How to complete this task
The answer must be every line of the records below that contains the word "AccountId".

Top of Exercise input

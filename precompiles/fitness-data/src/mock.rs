use super::*;

use frame_support::{
    construct_runtime, derive_impl, parameter_types,
    traits::{ConstU16, ConstU32, ConstU64, Everything},
    weights::Weight,
};
use pallet_evm::{EnsureAddressNever, EnsureAddressRoot};
use precompile_utils::{precompile_set::*, testing::MockAccount};
use sp_core::H256;
use sp_runtime::{
    traits::{BlakeTwo256, IdentityLookup},
    BuildStorage,
};

pub type AccountId = MockAccount;
pub type Balance = u128;

type Block = frame_system::mocking::MockBlock<Runtime>;

/// 2023-11-14T22:13:20Z, in milliseconds
pub const GENESIS_MOMENT: u64 = 1_700_000_000_000;

construct_runtime!(
    pub enum Runtime {
        System: frame_system,
        Balances: pallet_balances,
        Evm: pallet_evm,
        Timestamp: pallet_timestamp,
        FitnessData: pallet_fitness_data,
    }
);

#[derive_impl(frame_system::config_preludes::TestDefaultConfig)]
impl frame_system::Config for Runtime {
    type BaseCallFilter = Everything;
    type BlockWeights = ();
    type BlockLength = ();
    type DbWeight = ();
    type RuntimeOrigin = RuntimeOrigin;
    type RuntimeCall = RuntimeCall;
    type Block = Block;
    type Hash = H256;
    type Hashing = BlakeTwo256;
    type AccountId = AccountId;
    type Lookup = IdentityLookup<Self::AccountId>;
    type RuntimeEvent = RuntimeEvent;
    type BlockHashCount = ConstU64<250>;
    type Version = ();
    type PalletInfo = PalletInfo;
    type AccountData = pallet_balances::AccountData<Balance>;
    type OnNewAccount = ();
    type OnKilledAccount = ();
    type SystemWeightInfo = ();
    type SS58Prefix = ConstU16<42>;
    type OnSetCode = ();
    type MaxConsumers = ConstU32<16>;
    type Nonce = u64;
}

parameter_types! {
    pub const ExistentialDeposit: Balance = 0;
}

impl pallet_balances::Config for Runtime {
    type MaxReserves = ();
    type ReserveIdentifier = [u8; 4];
    type MaxLocks = ();
    type Balance = Balance;
    type RuntimeEvent = RuntimeEvent;
    type DustRemoval = ();
    type ExistentialDeposit = ExistentialDeposit;
    type AccountStore = System;
    type WeightInfo = ();
    type RuntimeHoldReason = ();
    type FreezeIdentifier = ();
    type MaxFreezes = ();
    type RuntimeFreezeReason = ();
}

impl pallet_timestamp::Config for Runtime {
    type Moment = u64;
    type OnTimestampSet = ();
    type MinimumPeriod = ConstU64<5>;
    type WeightInfo = ();
}

impl pallet_fitness_data::Config for Runtime {
    type RuntimeEvent = RuntimeEvent;
    type UnixTime = Timestamp;
    type ProtocolId = ConstU32<10001>;
    type WeightInfo = ();
}

pub type Precompiles<R> =
    PrecompileSetBuilder<R, (PrecompileAt<AddressU64<1>, FitnessDataPrecompile<R>>,)>;

pub type PCall = FitnessDataPrecompileCall<Runtime>;

parameter_types! {
    pub BlockGasLimit: U256 = U256::from(u64::MAX);
    pub PrecompilesValue: Precompiles<Runtime> = Precompiles::new();
    pub const WeightPerGas: Weight = Weight::from_parts(1, 0);
    pub GasLimitPovSizeRatio: u64 = 4;
}

impl pallet_evm::Config for Runtime {
    type FeeCalculator = ();
    type GasWeightMapping = pallet_evm::FixedGasWeightMapping<Self>;
    type WeightPerGas = WeightPerGas;
    type BlockHashMapping = pallet_evm::SubstrateBlockHashMapping<Self>;
    type CallOrigin = EnsureAddressRoot<AccountId>;
    type WithdrawOrigin = EnsureAddressNever<AccountId>;
    type AddressMapping = AccountId;
    type Currency = Balances;
    type RuntimeEvent = RuntimeEvent;
    type PrecompilesType = Precompiles<Runtime>;
    type PrecompilesValue = PrecompilesValue;
    type ChainId = ();
    type BlockGasLimit = BlockGasLimit;
    type Runner = pallet_evm::runner::stack::Runner<Self>;
    type OnChargeTransaction = ();
    type OnCreate = ();
    type SuicideQuickClearLimit = ConstU32<0>;
    type FindAuthor = ();
    type GasLimitPovSizeRatio = GasLimitPovSizeRatio;
    type Timestamp = Timestamp;
    type WeightInfo = pallet_evm::weights::SubstrateWeight<Self>;
}

/// Moves the chain clock forward and returns the new time in seconds.
pub fn advance_time(seconds: u64) -> u64 {
    let now = Timestamp::get() + seconds * 1_000;
    Timestamp::set_timestamp(now);
    now / 1_000
}

pub fn new_test_ext() -> sp_io::TestExternalities {
    let t = frame_system::GenesisConfig::<Runtime>::default()
        .build_storage()
        .unwrap();

    let mut ext = sp_io::TestExternalities::new(t);
    ext.execute_with(|| {
        System::set_block_number(1);
        Timestamp::set_timestamp(GENESIS_MOMENT);
    });
    ext
}
//! Write side: form conversion, submission and confirmation tracking.

use crate::{
    error::ClientError,
    feedback,
    networks::Deployment,
    transport::{ContractTransport, TransactionReceipt, TransactionRequest},
};
use ethabi::{Address, Hash, RawLog, Token, Uint};
use std::{sync::Arc, time::Duration};

const LOG_TARGET: &str = "fitness-client";

pub const GAS_LIMIT: u64 = 300_000;
pub const DEFAULT_POLL_INTERVAL: Duration = Duration::from_secs(1);
pub const SUCCESS_MESSAGE: &str = "Workout logged successfully!";

/// Raw form input, one string per field.
#[derive(Debug, Clone, Default, PartialEq, Eq)]
pub struct WorkoutForm {
    pub name: String,
    pub steps: String,
    pub running_distance: String,
    pub calories_burned: String,
    pub workout_duration: String,
    pub heart_rate_avg: String,
}

/// Arguments of one `setFitnessData` call. Metrics span the full uint256 range.
#[derive(Debug, Clone, Default, PartialEq, Eq)]
pub struct WorkoutSubmission {
    pub name: String,
    pub steps: Uint,
    pub running_distance: Uint,
    pub calories_burned: Uint,
    pub workout_duration: Uint,
    pub heart_rate_avg: Uint,
}

impl WorkoutForm {
    /// Blank numeric fields count as zero.
    pub fn to_submission(&self) -> Result<WorkoutSubmission, ClientError> {
        Ok(WorkoutSubmission {
            name: self.name.clone(),
            steps: parse_field("steps", &self.steps)?,
            running_distance: parse_field("runningDistance", &self.running_distance)?,
            calories_burned: parse_field("caloriesBurned", &self.calories_burned)?,
            workout_duration: parse_field("workoutDuration", &self.workout_duration)?,
            heart_rate_avg: parse_field("heartRateAvg", &self.heart_rate_avg)?,
        })
    }
}

fn parse_field(field: &'static str, raw: &str) -> Result<Uint, ClientError> {
    let trimmed = raw.trim();
    if trimmed.is_empty() {
        return Ok(Uint::zero());
    }
    Uint::from_dec_str(trimmed).map_err(|_| ClientError::InvalidField { field, value: raw.to_string() })
}

impl WorkoutSubmission {
    pub fn tokens(&self) -> Vec<Token> {
        vec![
            Token::Uint(self.steps),
            Token::Uint(self.running_distance),
            Token::Uint(self.calories_burned),
            Token::Uint(self.workout_duration),
            Token::Uint(self.heart_rate_avg),
            Token::String(self.name.clone()),
        ]
    }
}

#[derive(Debug, Clone, Default, PartialEq, Eq)]
pub enum SubmitStatus {
    #[default]
    Idle,
    /// Waiting for the wallet to accept the transaction.
    AwaitingWallet,
    Broadcast(Hash),
    Confirmed(Hash),
    Failed,
}

#[derive(Debug, Clone, Default, PartialEq, Eq)]
pub struct SubmitState {
    pub status: SubmitStatus,
    pub message: Option<String>,
}

impl SubmitState {
    pub fn is_in_flight(&self) -> bool {
        matches!(self.status, SubmitStatus::AwaitingWallet | SubmitStatus::Broadcast(_))
    }
}

/// A confirmed write.
#[derive(Debug, Clone, PartialEq, Eq)]
pub struct SubmitOutcome {
    pub transaction_hash: Hash,
    pub block_number: u64,
    /// Timestamp carried by the `FitnessDataUpdated` log, when present.
    pub timestamp: Option<u64>,
}

pub struct FitnessWriter<T> {
    transport: Arc<T>,
    deployment: Deployment,
    poll_interval: Duration,
}

impl<T: ContractTransport> FitnessWriter<T> {
    pub fn new(transport: Arc<T>, deployment: Deployment) -> Self {
        Self { transport, deployment, poll_interval: DEFAULT_POLL_INTERVAL }
    }

    pub fn with_poll_interval(mut self, poll_interval: Duration) -> Self {
        self.poll_interval = poll_interval;
        self
    }

    /// Broadcasts the workout and waits for it to be mined.
    pub async fn submit(
        &self,
        state: &mut SubmitState,
        from: Option<Address>,
        form: &WorkoutForm,
    ) -> Result<SubmitOutcome, ClientError> {
        let hash = self.broadcast(state, from, form).await?;
        self.confirm(state, hash).await
    }

    /// Hands the transaction to the wallet. Refused while an earlier
    /// submission is still in flight.
    pub async fn broadcast(
        &self,
        state: &mut SubmitState,
        from: Option<Address>,
        form: &WorkoutForm,
    ) -> Result<Hash, ClientError> {
        if state.is_in_flight() {
            return Err(ClientError::AlreadySubmitted);
        }
        state.message = None;

        let Some(from) = from else {
            return Err(self.reject(state, ClientError::WalletNotConnected));
        };
        let submission = match form.to_submission() {
            Ok(submission) => submission,
            Err(err) => return Err(self.reject(state, err)),
        };

        let data = match self.deployment.abi.encode("setFitnessData", &submission.tokens()) {
            Ok(data) => data,
            Err(err) => return Err(self.reject(state, err)),
        };
        let tx = TransactionRequest { from, to: self.deployment.contract(), data, gas: GAS_LIMIT };

        state.status = SubmitStatus::AwaitingWallet;
        log::debug!(target: LOG_TARGET, "submitting workout for {from:?}: {submission:?}");

        match self.transport.send_transaction(tx).await {
            Ok(hash) => {
                log::info!(target: LOG_TARGET, "transaction {hash:?} broadcast");
                state.status = SubmitStatus::Broadcast(hash);
                Ok(hash)
            }
            Err(err) => Err(self.fail(state, err)),
        }
    }

    /// Polls for the receipt of `hash` until it is mined. There is no timeout,
    /// and failed lookups are retried: the transaction stays in flight until
    /// a receipt arrives.
    pub async fn confirm(&self, state: &mut SubmitState, hash: Hash) -> Result<SubmitOutcome, ClientError> {
        let receipt = loop {
            match self.transport.transaction_receipt(hash).await {
                Ok(Some(receipt)) => break receipt,
                Ok(None) => {},
                Err(err) => log::warn!(target: LOG_TARGET, "receipt lookup for {hash:?} failed, retrying: {err}"),
            }
            tokio::time::sleep(self.poll_interval).await;
        };

        if !receipt.success {
            return Err(self.fail(state, ClientError::Reverted(hash)));
        }

        log::info!(target: LOG_TARGET, "transaction {hash:?} confirmed in block {}", receipt.block_number);
        state.status = SubmitStatus::Confirmed(hash);
        state.message = Some(SUCCESS_MESSAGE.into());

        Ok(SubmitOutcome {
            transaction_hash: hash,
            block_number: receipt.block_number,
            timestamp: self.updated_timestamp(&receipt),
        })
    }

    fn updated_timestamp(&self, receipt: &TransactionReceipt) -> Option<u64> {
        let event = self.deployment.abi.updated_event().ok()?;
        receipt
            .logs
            .iter()
            .filter(|log| log.address == self.deployment.contract())
            .filter(|log| log.topics.first() == Some(&event.signature()))
            .find_map(|log| {
                let parsed = event.parse_log(RawLog { topics: log.topics.clone(), data: log.data.clone() }).ok()?;
                parsed.params.into_iter().find(|p| p.name == "timestamp").and_then(|p| match p.value {
                    Token::Uint(value) if value <= Uint::from(u64::MAX) => Some(value.low_u64()),
                    _ => None,
                })
            })
    }

    // Precondition failures are shown verbatim and leave the state idle.
    fn reject(&self, state: &mut SubmitState, err: ClientError) -> ClientError {
        state.status = SubmitStatus::Idle;
        state.message = Some(err.to_string());
        err
    }

    fn fail(&self, state: &mut SubmitState, err: ClientError) -> ClientError {
        log::error!(target: LOG_TARGET, "Transaction error: {err}");
        state.status = SubmitStatus::Failed;
        state.message = Some(feedback::failure_message(&err.to_string(), &self.deployment.network.name));
        err
    }
}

Bottom of Exercise input

Response to the task
pub type AccountId = MockAccount;
    type AccountId = AccountId;
    type Lookup = IdentityLookup<Self::AccountId>;
    type CallOrigin = EnsureAddressRoot<AccountId>;
    type WithdrawOrigin = EnsureAddressNever<AccountId>;
    type AddressMapping = AccountId;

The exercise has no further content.